• **Task**: Find "through the pool." and "self.balancer.optimize_weights(self.workload.as_mut());" in the records below. Copy the lines holding them and every line between, exactly, and no others.

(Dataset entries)
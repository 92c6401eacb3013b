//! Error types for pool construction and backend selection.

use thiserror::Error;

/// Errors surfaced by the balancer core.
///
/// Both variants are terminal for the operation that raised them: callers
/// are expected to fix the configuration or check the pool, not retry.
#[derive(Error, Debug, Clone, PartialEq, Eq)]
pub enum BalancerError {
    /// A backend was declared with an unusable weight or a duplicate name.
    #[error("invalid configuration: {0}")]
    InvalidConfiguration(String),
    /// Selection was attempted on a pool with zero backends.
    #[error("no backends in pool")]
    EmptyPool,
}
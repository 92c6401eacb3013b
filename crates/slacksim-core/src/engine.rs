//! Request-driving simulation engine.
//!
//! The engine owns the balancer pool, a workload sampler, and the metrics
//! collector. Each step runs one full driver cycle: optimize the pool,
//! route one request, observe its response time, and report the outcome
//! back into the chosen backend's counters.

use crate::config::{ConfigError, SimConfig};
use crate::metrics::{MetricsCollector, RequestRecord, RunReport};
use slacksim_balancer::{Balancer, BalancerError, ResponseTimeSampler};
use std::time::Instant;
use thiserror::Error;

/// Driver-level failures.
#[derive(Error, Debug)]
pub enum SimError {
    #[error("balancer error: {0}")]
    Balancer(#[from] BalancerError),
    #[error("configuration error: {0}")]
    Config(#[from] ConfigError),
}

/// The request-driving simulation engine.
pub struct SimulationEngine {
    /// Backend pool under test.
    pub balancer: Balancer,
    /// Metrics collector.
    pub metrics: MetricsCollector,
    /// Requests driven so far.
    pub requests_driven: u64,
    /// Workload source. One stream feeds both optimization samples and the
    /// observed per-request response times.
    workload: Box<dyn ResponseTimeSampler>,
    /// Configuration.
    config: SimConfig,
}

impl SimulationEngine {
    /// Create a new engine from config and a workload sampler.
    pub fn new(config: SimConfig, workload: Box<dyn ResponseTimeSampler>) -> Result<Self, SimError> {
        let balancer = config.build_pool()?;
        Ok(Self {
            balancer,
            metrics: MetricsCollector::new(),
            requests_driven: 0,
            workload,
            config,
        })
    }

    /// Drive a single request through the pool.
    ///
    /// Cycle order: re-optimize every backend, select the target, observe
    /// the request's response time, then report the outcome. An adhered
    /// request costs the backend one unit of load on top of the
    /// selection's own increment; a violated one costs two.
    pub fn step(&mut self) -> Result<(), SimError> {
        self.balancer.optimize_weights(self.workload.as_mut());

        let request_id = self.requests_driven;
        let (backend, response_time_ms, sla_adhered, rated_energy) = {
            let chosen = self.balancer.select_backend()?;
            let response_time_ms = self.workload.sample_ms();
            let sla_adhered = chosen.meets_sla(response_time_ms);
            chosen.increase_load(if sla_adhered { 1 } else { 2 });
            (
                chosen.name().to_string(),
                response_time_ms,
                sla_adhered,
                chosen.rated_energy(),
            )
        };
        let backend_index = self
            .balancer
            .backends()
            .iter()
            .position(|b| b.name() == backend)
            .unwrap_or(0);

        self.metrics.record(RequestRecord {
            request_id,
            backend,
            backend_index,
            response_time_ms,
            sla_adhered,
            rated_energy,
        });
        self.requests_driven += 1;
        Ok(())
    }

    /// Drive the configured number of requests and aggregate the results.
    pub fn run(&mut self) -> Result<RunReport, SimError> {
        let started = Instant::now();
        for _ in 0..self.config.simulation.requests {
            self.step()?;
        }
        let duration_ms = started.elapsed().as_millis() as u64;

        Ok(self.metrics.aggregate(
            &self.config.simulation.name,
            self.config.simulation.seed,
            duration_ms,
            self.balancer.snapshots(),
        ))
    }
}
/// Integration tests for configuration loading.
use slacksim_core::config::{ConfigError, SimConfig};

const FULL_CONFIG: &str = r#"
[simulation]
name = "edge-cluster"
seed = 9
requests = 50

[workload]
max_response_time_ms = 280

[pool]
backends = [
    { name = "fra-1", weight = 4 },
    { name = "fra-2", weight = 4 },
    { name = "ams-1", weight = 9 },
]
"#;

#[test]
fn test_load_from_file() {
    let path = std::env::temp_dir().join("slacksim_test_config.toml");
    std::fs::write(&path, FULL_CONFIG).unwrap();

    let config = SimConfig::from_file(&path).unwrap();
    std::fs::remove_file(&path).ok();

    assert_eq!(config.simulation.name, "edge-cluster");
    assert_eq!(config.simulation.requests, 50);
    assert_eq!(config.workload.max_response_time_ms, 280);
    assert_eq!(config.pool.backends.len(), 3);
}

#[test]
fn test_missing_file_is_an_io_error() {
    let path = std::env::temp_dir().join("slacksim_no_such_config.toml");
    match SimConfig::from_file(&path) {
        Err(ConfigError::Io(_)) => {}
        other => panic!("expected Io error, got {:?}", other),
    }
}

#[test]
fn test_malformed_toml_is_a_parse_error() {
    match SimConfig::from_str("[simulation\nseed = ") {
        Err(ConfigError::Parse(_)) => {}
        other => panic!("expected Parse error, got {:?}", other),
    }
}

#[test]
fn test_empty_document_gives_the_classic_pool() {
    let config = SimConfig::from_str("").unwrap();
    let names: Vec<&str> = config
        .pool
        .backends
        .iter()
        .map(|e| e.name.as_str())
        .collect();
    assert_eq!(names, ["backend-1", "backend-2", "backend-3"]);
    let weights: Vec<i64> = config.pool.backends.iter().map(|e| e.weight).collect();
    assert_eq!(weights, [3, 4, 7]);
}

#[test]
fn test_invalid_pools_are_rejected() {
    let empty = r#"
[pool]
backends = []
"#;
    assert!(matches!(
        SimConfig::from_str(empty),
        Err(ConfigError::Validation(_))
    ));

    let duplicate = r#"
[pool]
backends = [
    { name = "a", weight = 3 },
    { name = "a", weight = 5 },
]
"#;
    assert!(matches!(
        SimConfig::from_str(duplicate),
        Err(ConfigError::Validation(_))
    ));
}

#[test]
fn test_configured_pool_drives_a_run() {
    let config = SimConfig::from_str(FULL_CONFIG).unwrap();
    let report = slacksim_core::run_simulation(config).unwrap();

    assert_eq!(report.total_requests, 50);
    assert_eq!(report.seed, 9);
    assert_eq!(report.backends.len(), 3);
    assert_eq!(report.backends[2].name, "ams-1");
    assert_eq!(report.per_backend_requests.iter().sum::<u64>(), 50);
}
--
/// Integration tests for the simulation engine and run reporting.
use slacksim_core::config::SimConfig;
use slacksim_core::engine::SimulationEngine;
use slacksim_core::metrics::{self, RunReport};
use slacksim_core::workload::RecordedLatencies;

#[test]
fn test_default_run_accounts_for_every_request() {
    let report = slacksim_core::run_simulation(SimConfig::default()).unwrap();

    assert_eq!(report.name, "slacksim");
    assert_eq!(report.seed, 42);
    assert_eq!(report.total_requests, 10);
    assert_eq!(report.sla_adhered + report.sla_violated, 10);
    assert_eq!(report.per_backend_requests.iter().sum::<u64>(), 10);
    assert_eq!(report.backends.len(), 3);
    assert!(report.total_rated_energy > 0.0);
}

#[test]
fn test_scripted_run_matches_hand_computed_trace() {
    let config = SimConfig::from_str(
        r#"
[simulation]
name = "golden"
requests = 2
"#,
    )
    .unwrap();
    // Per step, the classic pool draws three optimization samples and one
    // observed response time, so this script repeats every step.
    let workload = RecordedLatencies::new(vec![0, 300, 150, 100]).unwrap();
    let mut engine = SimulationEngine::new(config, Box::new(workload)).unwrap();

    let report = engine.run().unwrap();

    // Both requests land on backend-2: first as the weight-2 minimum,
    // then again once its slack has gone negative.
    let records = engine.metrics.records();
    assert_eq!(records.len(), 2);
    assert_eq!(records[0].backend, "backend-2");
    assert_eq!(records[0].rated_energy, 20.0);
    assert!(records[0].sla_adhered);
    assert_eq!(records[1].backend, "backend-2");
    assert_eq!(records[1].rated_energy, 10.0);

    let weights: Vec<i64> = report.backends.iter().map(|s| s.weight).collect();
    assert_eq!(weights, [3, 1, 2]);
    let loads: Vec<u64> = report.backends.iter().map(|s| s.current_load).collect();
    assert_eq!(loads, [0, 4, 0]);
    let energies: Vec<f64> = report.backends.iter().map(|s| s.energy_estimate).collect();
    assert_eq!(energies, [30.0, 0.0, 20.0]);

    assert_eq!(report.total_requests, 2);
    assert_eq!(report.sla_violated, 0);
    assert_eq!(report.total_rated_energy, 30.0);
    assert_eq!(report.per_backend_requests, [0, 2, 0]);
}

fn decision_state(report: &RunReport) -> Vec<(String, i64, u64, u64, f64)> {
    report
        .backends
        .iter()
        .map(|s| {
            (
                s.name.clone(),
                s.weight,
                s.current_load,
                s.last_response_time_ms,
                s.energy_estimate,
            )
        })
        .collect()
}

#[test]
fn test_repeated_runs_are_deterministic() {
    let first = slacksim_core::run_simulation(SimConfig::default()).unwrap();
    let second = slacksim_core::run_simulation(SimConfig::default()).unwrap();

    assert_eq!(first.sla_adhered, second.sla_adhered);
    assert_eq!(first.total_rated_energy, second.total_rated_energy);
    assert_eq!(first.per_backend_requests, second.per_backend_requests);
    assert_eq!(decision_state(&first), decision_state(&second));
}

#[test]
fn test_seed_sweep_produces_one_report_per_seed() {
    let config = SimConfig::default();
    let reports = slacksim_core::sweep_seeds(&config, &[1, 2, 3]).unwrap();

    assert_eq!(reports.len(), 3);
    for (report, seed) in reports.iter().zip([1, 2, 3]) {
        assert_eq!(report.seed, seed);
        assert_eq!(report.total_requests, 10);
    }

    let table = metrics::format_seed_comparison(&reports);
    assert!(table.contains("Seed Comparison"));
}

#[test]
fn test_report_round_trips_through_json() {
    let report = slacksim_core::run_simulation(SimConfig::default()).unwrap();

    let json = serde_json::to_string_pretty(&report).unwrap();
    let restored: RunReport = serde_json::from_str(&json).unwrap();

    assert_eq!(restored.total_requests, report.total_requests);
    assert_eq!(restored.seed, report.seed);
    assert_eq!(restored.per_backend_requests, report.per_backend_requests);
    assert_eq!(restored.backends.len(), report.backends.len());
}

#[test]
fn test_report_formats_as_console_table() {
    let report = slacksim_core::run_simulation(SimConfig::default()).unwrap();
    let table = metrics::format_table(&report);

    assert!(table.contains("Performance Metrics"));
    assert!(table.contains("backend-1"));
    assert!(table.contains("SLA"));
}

• **Finished task**:
    /// Drive a single request through the pool.
    ///
    /// Cycle order: re-optimize every backend, select the target, observe
    /// the request's response time, then report the outcome. An adhered
    /// request costs the backend one unit of load on top of the
    /// selection's own increment; a violated one costs two.
    pub fn step(&mut self) -> Result<(), SimError> {
        self.balancer.optimize_weights(self.workload.as_mut());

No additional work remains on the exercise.